In 1994, Deborah McFadden, then the commissioner of disabilities for the U.S. Department of Health and Human Services, was touring Russian orphanages as part of a humanitarian mission. When she met Tatyana, she was captivated. Later, in her hotel room, she couldn’t stop thinking about the little girl. She decided to adopt her.

“Unbeknownst to me, the orphanage director said Tatyana told everybody, ‘That’s my mom,” Deborah said. “And I later said, ‘You know, she probably said that to everyone.’”

Watching her compete now, it’s hard to imagine that when Tatyana came to the U.S., she was so sick that doctors feared she wouldn’t make it.

Determined to keep her adopted daughter alive, McFadden’s mother got her involved in sports for disabled athletic children in the Baltimore area. Coaches immediately took notice of her natural ability.

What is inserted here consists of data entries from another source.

//! Receive loop feeding pooled frames to the application

use super::{Frame, FramePool, FrameState};
use crate::error::{Error, LinkError, PoolError, Result};
use crossbeam::channel::{self, Receiver, RecvTimeoutError, Sender};
use parking_lot::Mutex;
use std::sync::atomic::{AtomicBool, AtomicU64, Ordering};
use std::sync::Arc;
use std::thread::{self, JoinHandle};
use std::time::Duration;

/// Placement of one received frame inside the buffer
#[derive(Debug, Clone, Copy, PartialEq, Eq, Default)]
pub struct FrameInfo {
    /// Offset of the first data byte
    pub offset: usize,
    /// Number of data bytes
    pub size: usize,
    /// Status reported by the device
    pub status: u32,
}

/// Producer side of a data channel
pub trait FrameSource: Send {
    /// Receive one frame into `buf`
    ///
    /// Blocks for a bounded time; returns [`LinkError::Timeout`] when no
    /// frame arrived and [`LinkError::Closed`] once the channel is closed.
    fn receive_frame(&mut self, buf: &mut [u8]) -> core::result::Result<FrameInfo, LinkError>;
}

/// What the receiver does when every frame is outstanding
#[derive(Debug, Clone, Copy, PartialEq, Eq, Default)]
pub enum OverflowPolicy {
    /// Stop reading until the consumer returns a frame
    #[default]
    Block,
    /// Keep reading and discard incoming frames
    Drop,
}

/// Stream settings
#[derive(Debug, Clone)]
pub struct StreamConfig {
    /// Buffer size of every frame
    pub frame_size: usize,
    /// Number of frames in the pool
    pub frame_count: usize,
    /// Behaviour when the pool is exhausted
    pub overflow: OverflowPolicy,
    /// Poll interval of the receive loop while blocked on the pool
    pub claim_timeout: Duration,
}

impl Default for StreamConfig {
    fn default() -> Self {
        Self {
            frame_size: 64 * 1024,
            frame_count: 8,
            overflow: OverflowPolicy::Block,
            claim_timeout: Duration::from_millis(100),
        }
    }
}

/// Counters of a running stream
#[derive(Debug, Clone, Copy, PartialEq, Eq, Default)]
pub struct StreamStats {
    /// Frames delivered to the ready queue
    pub received: u64,
    /// Frames discarded because the pool was exhausted
    pub dropped: u64,
}

#[derive(Default)]
struct Shared {
    stop: AtomicBool,
    received: AtomicU64,
    dropped: AtomicU64,
    error: Mutex<Option<LinkError>>,
}

/// Receive loop thread plus the queue of ready frames
pub struct StreamReceiver {
    pool: FramePool,
    ready: Receiver<Frame>,
    shared: Arc<Shared>,
    worker: Option<JoinHandle<()>>,
}

impl StreamReceiver {
    /// Start receiving from `source` into a new pool built from `config`
    pub fn start(source: Box<dyn FrameSource>, config: &StreamConfig) -> Result<Self> {
        let pool = FramePool::new(config.frame_count, config.frame_size);
        Self::with_pool(source, pool, config)
    }

    /// Start receiving from `source` into an existing pool
    pub fn with_pool(
        source: Box<dyn FrameSource>,
        pool: FramePool,
        config: &StreamConfig,
    ) -> Result<Self> {
        let (tx, ready) = channel::bounded(pool.capacity());
        let shared = Arc::new(Shared::default());

        let worker = {
            let pool = pool.clone();
            let shared = shared.clone();
            let policy = config.overflow;
            let claim_timeout = config.claim_timeout;
            thread::Builder::new()
                .name("radarlink-rx".into())
                .spawn(move || receive_loop(source, pool, tx, shared, policy, claim_timeout))
                .map_err(|e| {
                    log::error!("failed to spawn receive thread: {}", e);
                    Error::from(LinkError::Unavailable)
                })?
        };
        log::info!(
            "stream started: {} frames of {} bytes, {:?} on overflow",
            pool.capacity(),
            pool.buffer_size(),
            config.overflow
        );

        Ok(Self {
            pool,
            ready,
            shared,
            worker: Some(worker),
        })
    }

    /// Wait up to `timeout` for the next filled frame
    ///
    /// Fails with [`LinkError::Timeout`] if none arrived, or with the error
    /// that ended the receive loop once every queued frame was taken.
    pub fn next_frame(&self, timeout: Duration) -> Result<Frame> {
        match self.ready.recv_timeout(timeout) {
            Ok(mut frame) => {
                frame.set_state(FrameState::Consumed);
                Ok(frame)
            }
            Err(RecvTimeoutError::Timeout) => Err(LinkError::Timeout.into()),
            Err(RecvTimeoutError::Disconnected) => {
                let error = (*self.shared.error.lock()).unwrap_or(LinkError::Closed);
                Err(error.into())
            }
        }
    }

    /// Pool the frames come from
    pub fn pool(&self) -> &FramePool {
        &self.pool
    }

    /// Counters so far
    pub fn stats(&self) -> StreamStats {
        StreamStats {
            received: self.shared.received.load(Ordering::Relaxed),
            dropped: self.shared.dropped.load(Ordering::Relaxed),
        }
    }

    /// Whether the receive loop is still running
    pub fn is_running(&self) -> bool {
        self.worker.as_ref().is_some_and(|w| !w.is_finished())
    }

    /// Stop the receive loop and wait for it
    ///
    /// Frames already handed out stay valid.
    pub fn stop(&mut self) {
        self.shared.stop.store(true, Ordering::Release);
        if let Some(worker) = self.worker.take() {
            if worker.join().is_err() {
                log::error!("receive thread panicked");
            }
            let stats = self.stats();
            log::info!(
                "stream stopped: {} received, {} dropped",
                stats.received,
                stats.dropped
            );
        }
    }
}

impl Drop for StreamReceiver {
    fn drop(&mut self) {
        self.stop();
    }
}

fn receive_loop(
    mut source: Box<dyn FrameSource>,
    pool: FramePool,
    ready: Sender<Frame>,
    shared: Arc<Shared>,
    policy: OverflowPolicy,
    claim_timeout: Duration,
) {
    let mut scratch = Vec::new();

    while !shared.stop.load(Ordering::Acquire) {
        let claimed = match policy {
            OverflowPolicy::Block => pool.claim(claim_timeout),
            OverflowPolicy::Drop => pool.try_claim(),
        };

        let mut frame = match claimed {
            Ok(frame) => frame,
            Err(PoolError::Exhausted) if policy == OverflowPolicy::Block => continue,
            Err(_) => {
                scratch.resize(pool.buffer_size(), 0);
                match source.receive_frame(&mut scratch) {
                    Ok(_) => {
                        let dropped = shared.dropped.fetch_add(1, Ordering::Relaxed) + 1;
                        log::warn!("frame pool exhausted, dropped frame ({} total)", dropped);
                        continue;
                    }
                    Err(LinkError::Timeout) => continue,
                    Err(e) => {
                        finish(&shared, e);
                        return;
                    }
                }
            }
        };

        match source.receive_frame(frame.buffer_mut()) {
            Ok(info) => {
                if let Err(e) = frame.set_data(info.offset, info.size) {
                    log::warn!("discarding frame with bad placement: {}", e);
                    continue;
                }
                frame.set_status(info.status);
                frame.set_state(FrameState::Ready);
                shared.received.fetch_add(1, Ordering::Relaxed);
                if ready.send(frame).is_err() {
                    return;
                }
            }
            Err(LinkError::Timeout) => continue,
            Err(e) => {
                finish(&shared, e);
                return;
            }
        }
    }
}

fn finish(shared: &Shared, error: LinkError) {
    if error != LinkError::Closed {
        log::warn!("receive loop ended: {}", error);
    } else {
        log::debug!("receive loop ended: link closed");
    }
    *shared.error.lock() = Some(error);
}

“She was a very spirited kid,” Gwen Herman, one of her former coaches, told America Tonight. “She always wanted to do everything… her speed was phenomenal.”

McFadden was a teenager, winning events in a medley of sports, when she got the Olympic itch.

“You know, I just loved going so fast in my racing chair,” she said. “And I just wanted more. I just had this competitive edge.”

When she was 15, her mother took McFadden to California for the Paralympic Track Trials. Before her trial run, McFadden looked over at her mother and asked nervously what she should do.

Her mother, who wanted nothing to do with coaching, offered one piece of strategy: Go fast. 

“Kids are being born every day. You don’t know who’s going to end up next in the orphanage.”

Tatyana McFadden

The tip paid off. McFadden became the youngest member of the U.S. track and field team at the 2004 Summer Paralympics in Athens. In her first international competition, she took home a silver medal in the 100-meter sprint and a bronze medal in the 200-meter sprint.

At the end of one of her events, McFadden noticed her mother was crying.

“And she said, ‘Why are you crying?’” McFadden’s mother recalled. “I said, ‘It’s a mom thing.’”

Coming home

Earlier this month, Tatyana returned to Atholton High School in suburban Baltimore as the headlining inductee into the Howard County Hall of Fame. 

Tatyana McFadden's return to her high school was a bittersweet moment after she sued her high school a few years ago for denying her a spot on the school's track team.

That honor didn’t come easy. Her family spent nearly a year in a legal battle with the school after it denied Tatyana a spot on the track team, claiming the wheelchair was a safety hazard and unfair advantage. The legal back-and-forth led to a new federal law that guarantees disabled students the right to join high school sports teams.

“I mean, it’s the 21st century,” McFadden said. “How can you deny people and say, ‘You have your own program?’”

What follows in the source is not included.